The purpose of this paper is to analyse the attitude of European firms towards human resource management (HRM) configuration and HRM practices on a country-level basis…

Abstract

Purpose

The purpose of this paper is to analyse the attitude of European firms towards human resource management (HRM) configuration and HRM practices on a country-level basis. Assuming the persistent relevance of institutional framework, the paper investigates the applicability of the varieties of capitalism (VoC) theory to these domains in European countries and their evolution between 1999 and 2005.

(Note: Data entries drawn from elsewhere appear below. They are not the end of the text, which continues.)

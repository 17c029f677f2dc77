//! Secret wrapper for API keys and other sensitive values

use std::fmt;
use zeroize::Zeroize;

/// Longest prefix of a secret ever shown in logs.
const MAX_PREFIX_CHARS: usize = 8;

/// Sensitive value - redacted in Debug/Display/logs
pub struct Secret<T: Zeroize>(T);

impl<T: Zeroize> Secret<T> {
    /// Create a new secret value
    pub fn new(value: T) -> Self {
        Self(value)
    }

    /// Expose the inner value (use sparingly)
    pub fn expose(&self) -> &T {
        &self.0
    }
}

impl Secret<String> {
    /// Short, non-secret label for logs: the first few characters followed by `...`.
    ///
    /// Never reveals more than half of the value, so short keys are not leaked
    /// whole. An empty or single-character secret yields just `...`.
    pub fn prefix_label(&self) -> String {
        let total = self.0.chars().count();
        let shown = (total / 2).min(MAX_PREFIX_CHARS);
        let prefix: String = self.0.chars().take(shown).collect();
        format!("{prefix}...")
    }
}

impl<T: Zeroize> fmt::Debug for Secret<T> {
    fn fmt(&self, f: &mut fmt::Formatter<'_>) -> fmt::Result {
        write!(f, "[REDACTED]")
    }
}

impl<T: Zeroize> fmt::Display for Secret<T> {
    fn fmt(&self, f: &mut fmt::Formatter<'_>) -> fmt::Result {
        write!(f, "[REDACTED]")
    }
}

impl<T: Zeroize> Drop for Secret<T> {
    fn drop(&mut self) {
        self.0.zeroize();
    }
}

impl<T: Zeroize + Clone> Clone for Secret<T> {
    fn clone(&self) -> Self {
        Self(self.0.clone())
    }
}

#[cfg(test)]
mod tests {
    use super::*;

    #[test]
    fn debug_and_display_are_redacted() {
        let secret = Secret::new(String::from("pub_1234567890abcdef"));
        assert_eq!(format!("{secret:?}"), "[REDACTED]");
        assert_eq!(format!("{secret}"), "[REDACTED]");
    }

    #[test]
    fn expose_returns_inner_value() {
        let secret = Secret::new(String::from("pub_1234567890abcdef"));
        assert_eq!(secret.expose(), "pub_1234567890abcdef");
    }

    #[test]
    fn prefix_label_caps_at_eight_chars() {
        let secret = Secret::new(String::from("pub_1234567890abcdef"));
        assert_eq!(secret.prefix_label(), "pub_1234...");
    }

    #[test]
    fn prefix_label_never_shows_more_than_half() {
        let secret = Secret::new(String::from("keyA"));
        assert_eq!(secret.prefix_label(), "ke...");

        let tiny = Secret::new(String::from("k"));
        assert_eq!(tiny.prefix_label(), "...");
    }

    #[test]
    fn prefix_label_respects_char_boundaries() {
        let secret = Secret::new(String::from("ключ-ключ-ключ"));
        assert_eq!(secret.prefix_label(), "ключ-кл...");
    }
}
//! News request handling
//!
//! Maps `GET /v1/news/{endpoint}` onto the rotating-key client. Rate limiting
//! never reaches the caller: it is absorbed by rotation or surfaces as an
//! empty `200`. Every other failure becomes a JSON error body carrying the
//! request id.

use axum::Json;
use axum::http::{HeaderValue, StatusCode};
use axum::response::{IntoResponse, Response};
use newsdata::{Endpoint, NewsQuery, RotatingKeyHttpClient};
use std::sync::Arc;
use std::sync::atomic::{AtomicU64, Ordering};
use std::time::Instant;
use tracing::{error, info, instrument, warn};

/// Response header echoing the generated request id.
pub const REQUEST_ID_HEADER: &str = "x-request-id";

/// Shared state passed to the news handler via axum State extractor
#[derive(Clone)]
pub struct GatewayState {
    pub client: Arc<RotatingKeyHttpClient>,
    pub requests_total: Arc<AtomicU64>,
    pub errors_total: Arc<AtomicU64>,
    pub started_at: Instant,
}

impl GatewayState {
    pub fn new(client: RotatingKeyHttpClient) -> Self {
        Self {
            client: Arc::new(client),
            requests_total: Arc::new(AtomicU64::new(0)),
            errors_total: Arc::new(AtomicU64::new(0)),
            started_at: Instant::now(),
        }
    }
}

/// JSON error response: {"error":{"type":"...","message":"...","request_id":"req_..."}}
pub fn error_response(
    status: StatusCode,
    error_type: &str,
    message: &str,
    request_id: &str,
) -> Response {
    let body = serde_json::json!({
        "error": {
            "type": error_type,
            "message": message,
            "request_id": request_id,
        }
    });
    let mut response = (status, Json(body)).into_response();
    attach_request_id(&mut response, request_id);
    response
}

fn attach_request_id(response: &mut Response, request_id: &str) {
    if let Ok(value) = HeaderValue::from_str(request_id) {
        response.headers_mut().insert(REQUEST_ID_HEADER, value);
    }
}

/// Status code, error type and metrics label for a client error.
fn classify(err: &newsdata::Error) -> (StatusCode, &'static str, &'static str) {
    match err {
        newsdata::Error::Upstream { status: 400 | 422, .. } => {
            (StatusCode::BAD_REQUEST, "invalid_request", "upstream")
        }
        newsdata::Error::Upstream { .. } => (StatusCode::BAD_GATEWAY, "upstream_error", "upstream"),
        newsdata::Error::Network { .. } => (StatusCode::BAD_GATEWAY, "network_error", "network"),
        newsdata::Error::Parse(_) => (StatusCode::BAD_GATEWAY, "parse_error", "parse"),
        newsdata::Error::Config(_) => (
            StatusCode::INTERNAL_SERVER_ERROR,
            "config_error",
            "config",
        ),
    }
}

/// Serve one news request.
///
/// `agent` is the caller label from `x-agent-name`, used in logs only.
#[instrument(skip_all, fields(request_id = %request_id, endpoint = %endpoint))]
pub async fn news(
    state: &GatewayState,
    endpoint: &str,
    query: NewsQuery,
    agent: Option<&str>,
    request_id: String,
) -> Response {
    state.requests_total.fetch_add(1, Ordering::Relaxed);

    let endpoint: Endpoint = match endpoint.parse() {
        Ok(e) => e,
        Err(message) => {
            state.errors_total.fetch_add(1, Ordering::Relaxed);
            warn!(%message, "rejected unknown endpoint");
            return error_response(StatusCode::NOT_FOUND, "not_found", &message, &request_id);
        }
    };

    let started = Instant::now();
    let result = state.client.fetch(endpoint, &query, agent).await;
    let elapsed = started.elapsed().as_secs_f64();

    match result {
        Ok(body) => {
            info!(
                agent = agent.unwrap_or("-"),
                results = body.results.len(),
                elapsed_ms = (elapsed * 1000.0) as u64,
                "news request served"
            );
            crate::metrics::record_request(endpoint.as_str(), StatusCode::OK.as_u16(), elapsed);
            let mut response = (StatusCode::OK, Json(body)).into_response();
            attach_request_id(&mut response, &request_id);
            response
        }
        Err(e) => {
            state.errors_total.fetch_add(1, Ordering::Relaxed);
            let (status, error_type, label) = classify(&e);
            error!(error = %e, status = status.as_u16(), "news request failed");
            crate::metrics::record_upstream_error(label);
            crate::metrics::record_request(endpoint.as_str(), status.as_u16(), elapsed);
            error_response(status, error_type, &e.to_string(), &request_id)
        }
    }
}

Design/methodology/approach

The paper selects and groups together variables that are related to both HRM configuration and HRM practices using data coming from the survey performed in 2005 by the Cranfield Network on International HRM. Then, a hierarchical cluster analysis among 16 European countries is performed. Relevant varieties are obtained through the combined application of two stopping rules.

Findings

Evidence shows that the evolution of HR policies over time is in line with an extended VoC approach that divides Europe in four VoC. One of these varieties (the “State” model), however, is not validated after a robustness check.

Practical implications

For HR managers, the implementation of common personnel policies within the same variety of capitalism could represent a potential fertile ground for beneficial interactions and mutual learning among HR functions. In particular, the classification suggested in the paper does matter if an intervention on HRM practices is accompanied by a change in the participation of the HR department to the decision-making process and/or in the delegation of responsibilities between the HR department and the line management.

Originality/value

The authors’ results contribute to the debate on the relationship between HRM and institutional context in two ways. First, they show that an extended VoC framework can explain the differentiation among European countries with regard to HRM domains. Notably, the correlation between the structure of the HR function and the intensity of HRM practices generates a clusterization of European countries based on at least three models of capitalism. Second, it emerges from the analysis that a substantial shift occurred with respect to the previous wave of the survey together with an increase of similarities between countries.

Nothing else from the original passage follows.